Impacto do Fogo na Amazônia: Perda de Espécies e Estoque de Carbono
Um estudo recente financiado pelo Instituto Serrapilheira revelou os impactos devastadores das queimadas em áreas de transição entre a Amazônia e o Cerrado. Pesquisadores identificaram uma redução significativa na diversidade de espécies e uma perda alarmante no estoque de carbono das florestas. Florestas submetidas a múltiplos incêndios apresentaram queda de até 68% na capacidade de retenção de dióxido de carbono (CO₂).
Impactos do Fogo nas Florestas
Conduzido pelos pesquisadores Fernando Elias (UFRA) e Maurivan Barros Pereira (Unemat), o estudo analisou 14 áreas florestais, classificando-as em três categorias: nunca queimadas, queimadas uma vez e queimadas várias vezes. Dados sobre densidade de troncos, composição de espécies e estoques de carbono foram coletados para medir os efeitos do fogo.
Os resultados evidenciam um processo de “secundarização” das florestas, marcado por uma vegetação mais pobre, com menor diversidade e estoques reduzidos de carbono. Espécies florestais, que são mais vulneráveis ao fogo, sofrem quedas acentuadas, enquanto espécies generalistas e típicas do Cerrado demonstram maior resistência.
“Se uma espécie rara ocorre em uma floresta e essa floresta pega fogo, sem características de defesa, ela pode ser extinta localmente”, alerta Fernando Elias.
Perda de Serviços Ecossistêmicos
Além da redução da biodiversidade, as queimadas afetam serviços ecossistêmicos essenciais, como a regulação das chuvas, o sequestro de carbono, a polinização e a mitigação das mudanças climáticas. Os dados sobre estoques de carbono são alarmantes:
- Florestas nunca queimadas: 25,5 toneladas de carbono por hectare;
- Queimadas uma vez: 14,1 toneladas;
- Queimadas várias vezes: 8 toneladas.
As queimadas também liberam grandes quantidades de CO₂ da biomassa das árvores, agravando os impactos das mudanças climáticas.

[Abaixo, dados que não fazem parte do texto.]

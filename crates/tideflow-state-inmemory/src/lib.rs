//! In-memory collaborators for the Tideflow engine
//!
//! This crate provides in-memory implementations of the collaborator
//! interfaces defined in the tideflow-core crate. It is primarily useful for
//! development, testing, and simple deployments where persistence is not required.

use std::collections::HashMap;
use std::sync::Arc;
use tokio::sync::mpsc;
use tokio::sync::RwLock;
use tracing::info;

pub mod repositories;
pub use repositories::{
    InMemoryMessageCorrelationRegistry,
    InMemoryProcessDefinitionRegistry,
    InMemorySignalCorrelationRegistry,
    InMemoryTimerScheduler,
    InMemoryWorkflowStateStore,
    StoredSnapshot,
};

pub mod evaluators;
pub use evaluators::{JmespathConditionEvaluator, JmespathScriptExecutor, JMESPATH_FORMAT};

use tideflow_core::{
    domain::process_definition::ProcessDefinition,
    domain::repository::{Collaborators, TimerFired},
    CoreError, DomainEventHandler, EngineConfig, RuntimeInterface, WorkflowExecutionService,
};

/// Provider wiring every in-memory collaborator together
pub struct InMemoryStateStoreProvider {
    // Shared storage for instance snapshots
    snapshots: Arc<RwLock<HashMap<String, StoredSnapshot>>>,

    // Shared storage for deployed definitions
    definitions: Arc<RwLock<HashMap<String, Arc<ProcessDefinition>>>>,

    messages: Arc<InMemoryMessageCorrelationRegistry>,
    signals: Arc<InMemorySignalCorrelationRegistry>,
    timers: Arc<InMemoryTimerScheduler>,

    // Timer fires, taken by whoever drives the timer processor
    timer_rx: Option<mpsc::Receiver<TimerFired>>,
}

impl InMemoryStateStoreProvider {
    /// Create a new in-memory provider
    pub fn new() -> Self {
        let (tx, rx) = mpsc::channel(100);

        Self {
            snapshots: Arc::new(RwLock::new(HashMap::new())),
            definitions: Arc::new(RwLock::new(HashMap::new())),
            messages: Arc::new(InMemoryMessageCorrelationRegistry::new()),
            signals: Arc::new(InMemorySignalCorrelationRegistry::new()),
            timers: Arc::new(InMemoryTimerScheduler::new(tx)),
            timer_rx: Some(rx),
        }
    }

    /// The snapshot store
    pub fn store(&self) -> InMemoryWorkflowStateStore {
        InMemoryWorkflowStateStore::new(self.snapshots.clone())
    }

    /// The definition registry
    pub fn definitions(&self) -> InMemoryProcessDefinitionRegistry {
        InMemoryProcessDefinitionRegistry::new(self.definitions.clone())
    }

    /// The message correlation registry
    pub fn messages(&self) -> Arc<InMemoryMessageCorrelationRegistry> {
        self.messages.clone()
    }

    /// The signal correlation registry
    pub fn signals(&self) -> Arc<InMemorySignalCorrelationRegistry> {
        self.signals.clone()
    }

    /// The timer scheduler
    pub fn timers(&self) -> Arc<InMemoryTimerScheduler> {
        self.timers.clone()
    }

    /// Validate and deploy a definition
    pub async fn deploy(&self, definition: ProcessDefinition) -> Result<(), CoreError> {
        self.definitions().deploy(definition).await
    }

    /// Collaborators for a [`WorkflowExecutionService`]
    pub fn collaborators(&self) -> Collaborators {
        Collaborators {
            store: Arc::new(self.store()),
            definitions: Arc::new(self.definitions()),
            messages: self.messages.clone(),
            signals: self.signals.clone(),
            timers: self.timers.clone(),
            scripts: Arc::new(JmespathScriptExecutor::new()),
        }
    }

    /// Take the receiving end of the timer channel
    pub fn take_timer_receiver(&mut self) -> Option<mpsc::Receiver<TimerFired>> {
        self.timer_rx.take()
    }

    /// Build a runtime over these collaborators and start feeding it timer fires
    pub fn create_runtime(
        &mut self,
        config: EngineConfig,
        event_handler: Arc<dyn DomainEventHandler>,
    ) -> Result<RuntimeInterface, CoreError> {
        let receiver = self.take_timer_receiver().ok_or_else(|| {
            CoreError::StateStoreError("Timer processor already started".to_string())
        })?;

        let service = WorkflowExecutionService::new(self.collaborators(), config, event_handler);
        let runtime = RuntimeInterface::new(service, Arc::new(JmespathConditionEvaluator::new()));
        runtime.start_timer_processor(receiver);
        info!("In-memory runtime created");
        Ok(runtime)
    }
}

impl Default for InMemoryStateStoreProvider {
    fn default() -> Self {
        Self::new()
    }
}
//! Boundary events, sub-process scopes and error propagation

use std::time::Duration;

use serde_json::json;
use tideflow_core::{
    ActivityDefinition, ActivityError, BoundaryTrigger, ProcessDefinition, ProcessId, ScopeDefinition, SequenceFlow,
    TimerDefinition, WorkflowStage,
};
use tideflow_tests::{completed_count, executing, root_variable, vars, was_cancelled, was_reached, Harness};

fn review(interrupting: bool) -> ProcessDefinition {
    let late = ActivityDefinition::boundary(
        "late",
        "review",
        BoundaryTrigger::Timer(TimerDefinition::Duration(Duration::from_millis(50))),
    );
    let late = if interrupting { late } else { late.non_interrupting() };
    ProcessDefinition::new(
        "review",
        "Review with deadline",
        ScopeDefinition::new()
            .with_activity(ActivityDefinition::start_event("start"))
            .with_activity(ActivityDefinition::task("review"))
            .with_activity(late)
            .with_activity(ActivityDefinition::task("escalate"))
            .with_activity(ActivityDefinition::end_event("reviewed"))
            .with_activity(ActivityDefinition::end_event("escalated"))
            .with_flow(SequenceFlow::new("f1", "start", "review"))
            .with_flow(SequenceFlow::new("f2", "review", "reviewed"))
            .with_flow(SequenceFlow::new("f3", "late", "escalate"))
            .with_flow(SequenceFlow::new("f4", "escalate", "escalated")),
    )
}

fn claim_handling() -> ProcessDefinition {
    let handling = ScopeDefinition::new()
        .with_activity(ActivityDefinition::start_event("handle_start"))
        .with_activity(ActivityDefinition::parallel_gateway("handle_fork"))
        .with_activity(ActivityDefinition::task("assess"))
        .with_activity(ActivityDefinition::task("notify"))
        .with_activity(ActivityDefinition::parallel_gateway("handle_join"))
        .with_activity(ActivityDefinition::end_event("handle_end"))
        .with_flow(SequenceFlow::new("h1", "handle_start", "handle_fork"))
        .with_flow(SequenceFlow::new("h2", "handle_fork", "assess"))
        .with_flow(SequenceFlow::new("h3", "handle_fork", "notify"))
        .with_flow(SequenceFlow::new("h4", "assess", "handle_join"))
        .with_flow(SequenceFlow::new("h5", "notify", "handle_join"))
        .with_flow(SequenceFlow::new("h6", "handle_join", "handle_end"));

    ProcessDefinition::new(
        "claim",
        "Claim handling",
        ScopeDefinition::new()
            .with_activity(ActivityDefinition::start_event("start"))
            .with_activity(ActivityDefinition::sub_process("handling", handling))
            .with_activity(ActivityDefinition::boundary(
                "rejected",
                "handling",
                BoundaryTrigger::Error(Some("Rejected".to_string())),
            ))
            .with_activity(ActivityDefinition::task("appeal"))
            .with_activity(ActivityDefinition::end_event("settled"))
            .with_activity(ActivityDefinition::end_event("appealed"))
            .with_flow(SequenceFlow::new("f1", "start", "handling"))
            .with_flow(SequenceFlow::new("f2", "handling", "settled"))
            .with_flow(SequenceFlow::new("f3", "rejected", "appeal"))
            .with_flow(SequenceFlow::new("f4", "appeal", "appealed")),
    )
}

fn inspection() -> ProcessDefinition {
    let inspecting = ScopeDefinition::new()
        .with_activity(ActivityDefinition::start_event("inspect_start"))
        .with_activity(ActivityDefinition::task("inspect"))
        .with_activity(ActivityDefinition::end_event("inspect_end"))
        .with_flow(SequenceFlow::new("i1", "inspect_start", "inspect"))
        .with_flow(SequenceFlow::new("i2", "inspect", "inspect_end"));

    ProcessDefinition::new(
        "inspection",
        "Inspection",
        ScopeDefinition::new()
            .with_activity(ActivityDefinition::start_event("start"))
            .with_activity(ActivityDefinition::sub_process("inspecting", inspecting))
            .with_activity(ActivityDefinition::boundary(
                "rejected",
                "inspecting",
                BoundaryTrigger::Error(Some("Rejected".to_string())),
            ))
            .with_activity(ActivityDefinition::end_event("passed"))
            .with_activity(ActivityDefinition::end_event("failed"))
            .with_flow(SequenceFlow::new("f1", "start", "inspecting"))
            .with_flow(SequenceFlow::new("f2", "inspecting", "passed"))
            .with_flow(SequenceFlow::new("f3", "rejected", "failed")),
    )
}

fn early_exit() -> ProcessDefinition {
    let inner = ScopeDefinition::new()
        .with_activity(ActivityDefinition::start_event("inner_start"))
        .with_activity(ActivityDefinition::parallel_gateway("inner_fork"))
        .with_activity(ActivityDefinition::task("wait"))
        .with_activity(ActivityDefinition::terminate_end_event("stop"))
        .with_flow(SequenceFlow::new("i1", "inner_start", "inner_fork"))
        .with_flow(SequenceFlow::new("i2", "inner_fork", "wait"))
        .with_flow(SequenceFlow::new("i3", "inner_fork", "stop"));

    ProcessDefinition::new(
        "early-exit",
        "Early exit",
        ScopeDefinition::new()
            .with_activity(ActivityDefinition::start_event("start"))
            .with_activity(ActivityDefinition::sub_process("inner", inner))
            .with_activity(ActivityDefinition::task("after"))
            .with_activity(ActivityDefinition::end_event("end"))
            .with_flow(SequenceFlow::new("f1", "start", "inner"))
            .with_flow(SequenceFlow::new("f2", "inner", "after"))
            .with_flow(SequenceFlow::new("f3", "after", "end")),
    )
}

#[tokio::test]
async fn test_interrupting_timer_boundary_cancels_host() -> anyhow::Result<()> {
    let harness = Harness::new(vec![review(true)]).await?;
    let id = harness
        .runtime
        .start_workflow(&ProcessId::from("review"), vars(json!({})))
        .await?;

    harness.wait_for_executing(&id, "escalate").await?;
    let instance = harness.instance(&id).await?;
    assert!(was_cancelled(&instance, "review"));
    assert!(instance.subscriptions.is_empty());
    assert!(harness.provider.timers().active_timers().is_empty());

    let late = harness
        .runtime
        .complete_activity(&id, &"review".into(), vars(json!({})))
        .await;
    assert!(late.is_err());

    harness
        .runtime
        .complete_activity(&id, &"escalate".into(), vars(json!({})))
        .await?;
    let instance = harness.wait_for_stage(&id, WorkflowStage::Completed).await?;
    assert_eq!(completed_count(&instance, "escalated"), 1);
    assert!(!was_reached(&instance, "reviewed"));
    Ok(())
}

#[tokio::test]
async fn test_non_interrupting_timer_boundary_keeps_host() -> anyhow::Result<()> {
    let harness = Harness::new(vec![review(false)]).await?;
    let id = harness
        .runtime
        .start_workflow(&ProcessId::from("review"), vars(json!({})))
        .await?;

    harness.wait_for_executing(&id, "escalate").await?;
    let instance = harness.instance(&id).await?;
    assert_eq!(executing(&instance, "review").len(), 1);

    harness
        .runtime
        .complete_activity(&id, &"escalate".into(), vars(json!({})))
        .await?;
    assert_eq!(harness.instance(&id).await?.stage, WorkflowStage::Running);

    harness
        .runtime
        .complete_activity(&id, &"review".into(), vars(json!({})))
        .await?;
    let instance = harness.wait_for_stage(&id, WorkflowStage::Completed).await?;
    assert_eq!(completed_count(&instance, "reviewed"), 1);
    assert_eq!(completed_count(&instance, "escalated"), 1);
    Ok(())
}

#[tokio::test]
async fn test_error_boundary_on_sub_process_catches_inner_failure() -> anyhow::Result<()> {
    let harness = Harness::new(vec![claim_handling()]).await?;
    let id = harness
        .runtime
        .start_workflow(&ProcessId::from("claim"), vars(json!({"claim": "c-7"})))
        .await?;

    harness
        .runtime
        .fail_activity(&id, &"assess".into(), ActivityError::new("Rejected", "policy expired"))
        .await?;

    let instance = harness.instance(&id).await?;
    assert_eq!(executing(&instance, "appeal").len(), 1);
    assert!(was_cancelled(&instance, "notify"));
    assert_eq!(root_variable(&instance, "errorCode"), Some(json!("Rejected")));
    assert_eq!(root_variable(&instance, "errorMessage"), Some(json!("policy expired")));

    harness
        .runtime
        .complete_activity(&id, &"appeal".into(), vars(json!({})))
        .await?;
    let instance = harness.wait_for_stage(&id, WorkflowStage::Completed).await?;
    assert!(instance.failure.is_none());
    assert!(!was_reached(&instance, "settled"));
    Ok(())
}

#[tokio::test]
async fn test_unmatched_error_fails_sub_process_and_instance() -> anyhow::Result<()> {
    let harness = Harness::new(vec![inspection()]).await?;
    let id = harness
        .runtime
        .start_workflow(&ProcessId::from("inspection"), vars(json!({})))
        .await?;

    harness
        .runtime
        .fail_activity(&id, &"inspect".into(), ActivityError::new("ScannerOffline", "no scanner"))
        .await?;

    let instance = harness.wait_for_stage(&id, WorkflowStage::Failed).await?;
    let failure = instance.failure.clone().expect("failure recorded");
    assert_eq!(failure.code, "ScannerOffline");
    let inspecting = instance
        .entries
        .iter()
        .find(|e| e.activity_id.0 == "inspecting")
        .expect("sub-process entry");
    assert_eq!(inspecting.unhandled_error().map(|e| e.code.as_str()), Some("ScannerOffline"));
    assert!(!was_reached(&instance, "failed"));
    assert!(!was_reached(&instance, "passed"));
    assert!(!instance.has_active_entries());
    assert_eq!(harness.events.counts().failed, 1);
    Ok(())
}

#[tokio::test]
async fn test_terminate_end_event_closes_its_sub_process() -> anyhow::Result<()> {
    let harness = Harness::new(vec![early_exit()]).await?;
    let id = harness
        .runtime
        .start_workflow(&ProcessId::from("early-exit"), vars(json!({})))
        .await?;

    let instance = harness.instance(&id).await?;
    assert!(was_cancelled(&instance, "wait"));
    assert_eq!(completed_count(&instance, "inner"), 1);
    assert_eq!(executing(&instance, "after").len(), 1);

    harness
        .runtime
        .complete_activity(&id, &"after".into(), vars(json!({})))
        .await?;
    harness.wait_for_stage(&id, WorkflowStage::Completed).await?;
    Ok(())
}
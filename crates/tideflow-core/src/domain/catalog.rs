//! Decision logic per activity kind.
//!
//! Everything here is pure: functions read the instance and the definition
//! and answer with [`ExecutionCommand`]s or successor lists. Only the
//! execution loop mutates state.

use crate::domain::command::{EventBinding, ExecutionCommand};
use crate::domain::process_definition::{
    ActivityDefinition, ActivityKind, BoundaryTrigger, GatewayDirection, MultiInstance,
    ProcessDefinition, ScopeDefinition, SequenceFlow,
};
use crate::domain::workflow_instance::{ActivityInstanceEntry, ActivityInstanceId, WorkflowInstance};
use crate::{ActivityError, CoreError};
use serde_json::{json, Value};

/// An activity definition together with the scope it lives in
#[derive(Debug, Clone, Copy)]
pub struct Located<'d> {
    /// The activity
    pub activity: &'d ActivityDefinition,
    /// Scope whose flows connect the activity
    pub scope: &'d ScopeDefinition,
}

/// A flow to follow and the activity it leads to
#[derive(Debug, Clone, Copy)]
pub struct Successor<'d> {
    /// Flow taken
    pub flow: &'d SequenceFlow,
    /// Target activity
    pub activity: &'d ActivityDefinition,
}

/// Outcome of exclusive gateway resolution
#[derive(Debug, Clone, Copy, PartialEq, Eq)]
pub enum ExclusiveDecision<'d> {
    /// Some relevant condition row has no result yet
    Pending,
    /// The flow to take
    Take(&'d SequenceFlow),
}

/// Find the definition of an entry by walking its owning scopes
pub fn locate<'d>(
    definition: &'d ProcessDefinition,
    instance: &WorkflowInstance,
    entry_id: &ActivityInstanceId,
) -> Result<Located<'d>, CoreError> {
    let entry = instance
        .entry(entry_id)
        .ok_or_else(|| CoreError::StructuralViolation(format!("Unknown activity instance: {}", entry_id)))?;

    let scope = match &entry.scope_id {
        None => &definition.scope,
        Some(owner_id) => {
            let owner = locate(definition, instance, owner_id)?;
            match &owner.activity.kind {
                ActivityKind::SubProcess(scope) => scope,
                ActivityKind::MultiInstance(mi) if mi.inner.id == entry.activity_id => {
                    return Ok(Located {
                        activity: &mi.inner,
                        scope: owner.scope,
                    });
                }
                _ => {
                    return Err(CoreError::StructuralViolation(format!(
                        "Activity instance {} is owned by {} which opens no scope",
                        entry_id, owner_id
                    )))
                }
            }
        }
    };

    let activity = scope
        .activity(&entry.activity_id)
        .ok_or_else(|| CoreError::ActivityNotFound(entry.activity_id.0.clone()))?;
    Ok(Located { activity, scope })
}

/// Commands to run when an activity instance starts executing.
///
/// `max_iterations` bounds the number of multi-instance iterations.
pub fn decide(
    instance: &WorkflowInstance,
    entry: &ActivityInstanceEntry,
    activity: &ActivityDefinition,
    scope: &ScopeDefinition,
    max_iterations: usize,
) -> Result<Vec<ExecutionCommand>, CoreError> {
    let mut commands = Vec::new();
    match &activity.kind {
        ActivityKind::StartEvent | ActivityKind::EventBasedGateway | ActivityKind::Boundary(_) => {
            commands.push(ExecutionCommand::CompleteActivity);
        }
        ActivityKind::EndEvent { terminate } => {
            commands.push(ExecutionCommand::CompleteActivity);
            if *terminate {
                commands.push(ExecutionCommand::CompleteWorkflow);
            }
        }
        ActivityKind::Task => {
            commands.extend(boundary_registrations(activity, scope));
        }
        ActivityKind::ScriptTask(task) => {
            commands.extend(boundary_registrations(activity, scope));
            commands.push(ExecutionCommand::ExecuteScript {
                script: task.script.clone(),
                format: task.format.clone(),
            });
        }
        ActivityKind::ExclusiveGateway => {
            let conditional: Vec<&SequenceFlow> = scope
                .outgoing(&activity.id)
                .into_iter()
                .filter(|f| f.condition.is_some())
                .collect();
            if conditional.is_empty() {
                commands.push(ExecutionCommand::CompleteActivity);
            } else {
                commands.push(ExecutionCommand::AddConditions {
                    flows: conditional.iter().map(|f| f.id.clone()).collect(),
                });
                for flow in conditional {
                    if let Some(expression) = &flow.condition {
                        commands.push(ExecutionCommand::EvaluateCondition {
                            flow_id: flow.id.clone(),
                            expression: expression.clone(),
                        });
                    }
                }
            }
        }
        ActivityKind::ParallelGateway => match scope.gateway_direction(&activity.id)? {
            GatewayDirection::Fork => commands.push(ExecutionCommand::CompleteActivity),
            GatewayDirection::Join => {
                let synchronized = scope
                    .incoming(&activity.id)
                    .iter()
                    .all(|f| entry.arrived_flows.contains(&f.id));
                if synchronized {
                    commands.push(ExecutionCommand::CompleteActivity);
                }
            }
        },
        ActivityKind::TimerCatch(timer) => commands.push(ExecutionCommand::RegisterTimer {
            timer: timer.clone(),
            binding: EventBinding::catch_event(),
        }),
        ActivityKind::MessageCatch { message } => commands.push(ExecutionCommand::RegisterMessage {
            message: message.clone(),
            binding: EventBinding::catch_event(),
        }),
        ActivityKind::SignalCatch { signal } => commands.push(ExecutionCommand::RegisterSignal {
            signal: signal.clone(),
            binding: EventBinding::catch_event(),
        }),
        ActivityKind::SignalThrow { signal } => {
            commands.push(ExecutionCommand::ThrowSignal {
                signal: signal.clone(),
            });
            commands.push(ExecutionCommand::CompleteActivity);
        }
        ActivityKind::SubProcess(_) => {
            commands.extend(boundary_registrations(activity, scope));
            commands.push(ExecutionCommand::OpenScope);
        }
        ActivityKind::CallActivity(call) => {
            commands.extend(boundary_registrations(activity, scope));
            commands.push(ExecutionCommand::StartChildWorkflow {
                process_id: call.process_id.clone(),
                inputs: call.inputs.clone(),
                propagate_all: call.propagate_all_inputs,
            });
        }
        ActivityKind::MultiInstance(mi) => {
            commands.extend(boundary_registrations(activity, scope));
            let collection = instance.variable(&entry.activity.variable_scope_id, &mi.collection);
            check_iteration_limit(mi, collection, max_iterations)?;
            match collection_elements(mi, collection) {
                Ok(elements) if elements.is_empty() => {
                    commands.push(ExecutionCommand::CompleteActivity)
                }
                Ok(elements) => commands.push(ExecutionCommand::SpawnIterations {
                    elements,
                    sequential: mi.sequential,
                }),
                Err(error) => commands.push(ExecutionCommand::FailActivity(error)),
            }
        }
    }
    Ok(commands)
}

/// Successors of a completed activity instance
pub fn next_activities<'d>(
    instance: &WorkflowInstance,
    entry: &ActivityInstanceEntry,
    activity: &ActivityDefinition,
    scope: &'d ScopeDefinition,
) -> Result<Vec<Successor<'d>>, CoreError> {
    // iterations report to their wrapper instead of following flows
    if entry.iteration.is_some() {
        return Ok(Vec::new());
    }

    let outgoing = scope.outgoing(&activity.id);
    let flows = match &activity.kind {
        ActivityKind::ExclusiveGateway if !outgoing.is_empty() => {
            match resolve_exclusive(instance, entry, scope)? {
                ExclusiveDecision::Take(flow) => vec![flow],
                ExclusiveDecision::Pending => {
                    return Err(CoreError::StructuralViolation(format!(
                        "Exclusive gateway {} completed before its decision",
                        entry.id
                    )))
                }
            }
        }
        _ => outgoing,
    };

    flows
        .into_iter()
        .map(|flow| {
            scope
                .activity(&flow.target)
                .map(|activity| Successor { flow, activity })
                .ok_or_else(|| CoreError::ActivityNotFound(flow.target.0.clone()))
        })
        .collect()
}

/// Decide which flow an exclusive gateway takes.
///
/// Rows are consulted in definition order; the first true row wins once
/// every row before it has evaluated false. With every row false the
/// default flow is taken, and without one the gateway is misconfigured.
pub fn resolve_exclusive<'d>(
    instance: &WorkflowInstance,
    gateway: &ActivityInstanceEntry,
    scope: &'d ScopeDefinition,
) -> Result<ExclusiveDecision<'d>, CoreError> {
    let outgoing = scope.outgoing(&gateway.activity_id);
    let rows = instance.condition_rows(&gateway.id);

    for flow in outgoing.iter().copied().filter(|f| f.condition.is_some()) {
        match rows.iter().find(|r| r.flow_id == flow.id) {
            Some(row) if row.evaluated && row.result => return Ok(ExclusiveDecision::Take(flow)),
            Some(row) if row.evaluated => {}
            _ => return Ok(ExclusiveDecision::Pending),
        }
    }

    default_flow(&outgoing)
        .map(ExclusiveDecision::Take)
        .ok_or_else(|| {
            CoreError::ConfigurationError(format!(
                "Exclusive gateway {} has no true condition and no default flow",
                gateway.activity_id
            ))
        })
}

fn default_flow<'d>(outgoing: &[&'d SequenceFlow]) -> Option<&'d SequenceFlow> {
    if let Some(flow) = outgoing.iter().copied().find(|f| f.is_default) {
        return Some(flow);
    }
    let mut unconditional = outgoing.iter().copied().filter(|f| f.condition.is_none());
    match (unconditional.next(), unconditional.next()) {
        (Some(flow), None) => Some(flow),
        _ => None,
    }
}

fn boundary_registrations(activity: &ActivityDefinition, scope: &ScopeDefinition) -> Vec<ExecutionCommand> {
    scope
        .boundaries_of(&activity.id)
        .into_iter()
        .filter_map(|(boundary, event)| {
            let binding = EventBinding::boundary(boundary.id.clone(), event.cancel_activity);
            match &event.trigger {
                BoundaryTrigger::Timer(timer) => Some(ExecutionCommand::RegisterTimer {
                    timer: timer.clone(),
                    binding,
                }),
                BoundaryTrigger::Message(message) => Some(ExecutionCommand::RegisterMessage {
                    message: message.clone(),
                    binding,
                }),
                BoundaryTrigger::Signal(signal) => Some(ExecutionCommand::RegisterSignal {
                    signal: signal.clone(),
                    binding,
                }),
                BoundaryTrigger::Error(_) => None,
            }
        })
        .collect()
}

fn check_iteration_limit(mi: &MultiInstance, collection: Option<&Value>, max_iterations: usize) -> Result<(), CoreError> {
    let count = match collection {
        Some(Value::Array(items)) => items.len() as u64,
        Some(Value::Number(n)) => n.as_u64().unwrap_or_default(),
        _ => return Ok(()),
    };
    if count > max_iterations as u64 {
        return Err(CoreError::ConfigurationError(format!(
            "Collection '{}' asks for {} iterations, the limit is {}",
            mi.collection, count, max_iterations
        )));
    }
    Ok(())
}

fn collection_elements(mi: &MultiInstance, collection: Option<&Value>) -> Result<Vec<Value>, ActivityError> {
    match collection {
        Some(Value::Array(items)) => Ok(items.clone()),
        Some(Value::Number(n)) if n.as_u64().is_some() => {
            let count = n.as_u64().unwrap_or_default();
            Ok((0..count).map(|i| json!(i)).collect())
        }
        _ => Err(ActivityError::new(
            "MultiInstanceError",
            format!(
                "Collection variable '{}' is missing or not a list",
                mi.collection
            ),
        )),
    }
}
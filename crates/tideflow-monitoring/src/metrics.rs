//! Engine metrics reported through tracing.
//!
//! Each record is an `info` event on the `tideflow::metrics` target so that
//! any subscriber (or log pipeline) can aggregate them.

use tracing::info;

/// Workflow engine metrics
pub struct EngineMetrics;

impl EngineMetrics {
    /// Record a started workflow instance
    pub fn record_workflow_started(instance_id: &str) {
        info!(target: "tideflow::metrics", instance_id, "workflow_started");
    }

    /// Record a finished workflow instance
    pub fn record_workflow_finished(instance_id: &str, success: bool) {
        info!(target: "tideflow::metrics", instance_id, success, "workflow_finished");
    }

    /// Record a finished activity instance
    pub fn record_activity_finished(activity_instance_id: &str, outcome: &str) {
        info!(target: "tideflow::metrics", activity_instance_id, outcome, "activity_finished");
    }
}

Vulnerabilidade no Arco do Desmatamento
As áreas estudadas estão localizadas nas divisas do Amazonas, Pará e Mato Grosso, dentro do chamado Arco do Desmatamento. Nessas regiões, o avanço da agropecuária, combinado com condições climáticas mais secas, agrava os impactos do fogo.
A classificação de algumas dessas áreas como Cerrado pelo Código Florestal Brasileiro permite o desmatamento de até 80% da vegetação, mesmo em locais com espécies típicas da Amazônia, aumentando a vulnerabilidade dessas florestas.
Colaboração e Financiamento
O estudo, intitulado Mudanças Pós-fogo na Diversidade, Composição e Carbono das Árvores em Períodos Sazonais das Florestas no Sul da Amazônia, contou com a colaboração de instituições nacionais e internacionais, como a Universidade de Exeter e o Instituto Federal de Mato Grosso.
O Instituto Serrapilheira, financiador do projeto, já investiu mais de R$ 90 milhões desde 2017 em iniciativas científicas no Brasil, apoiando mais de 300 projetos de pesquisa e divulgação científica.
Este estudo reforça a urgência de medidas para proteger a Amazônia e mitigar os impactos das queimadas, que comprometem não apenas a biodiversidade, mas também os serviços ecossistêmicos que sustentam o equilíbrio ambiental e climático do planeta.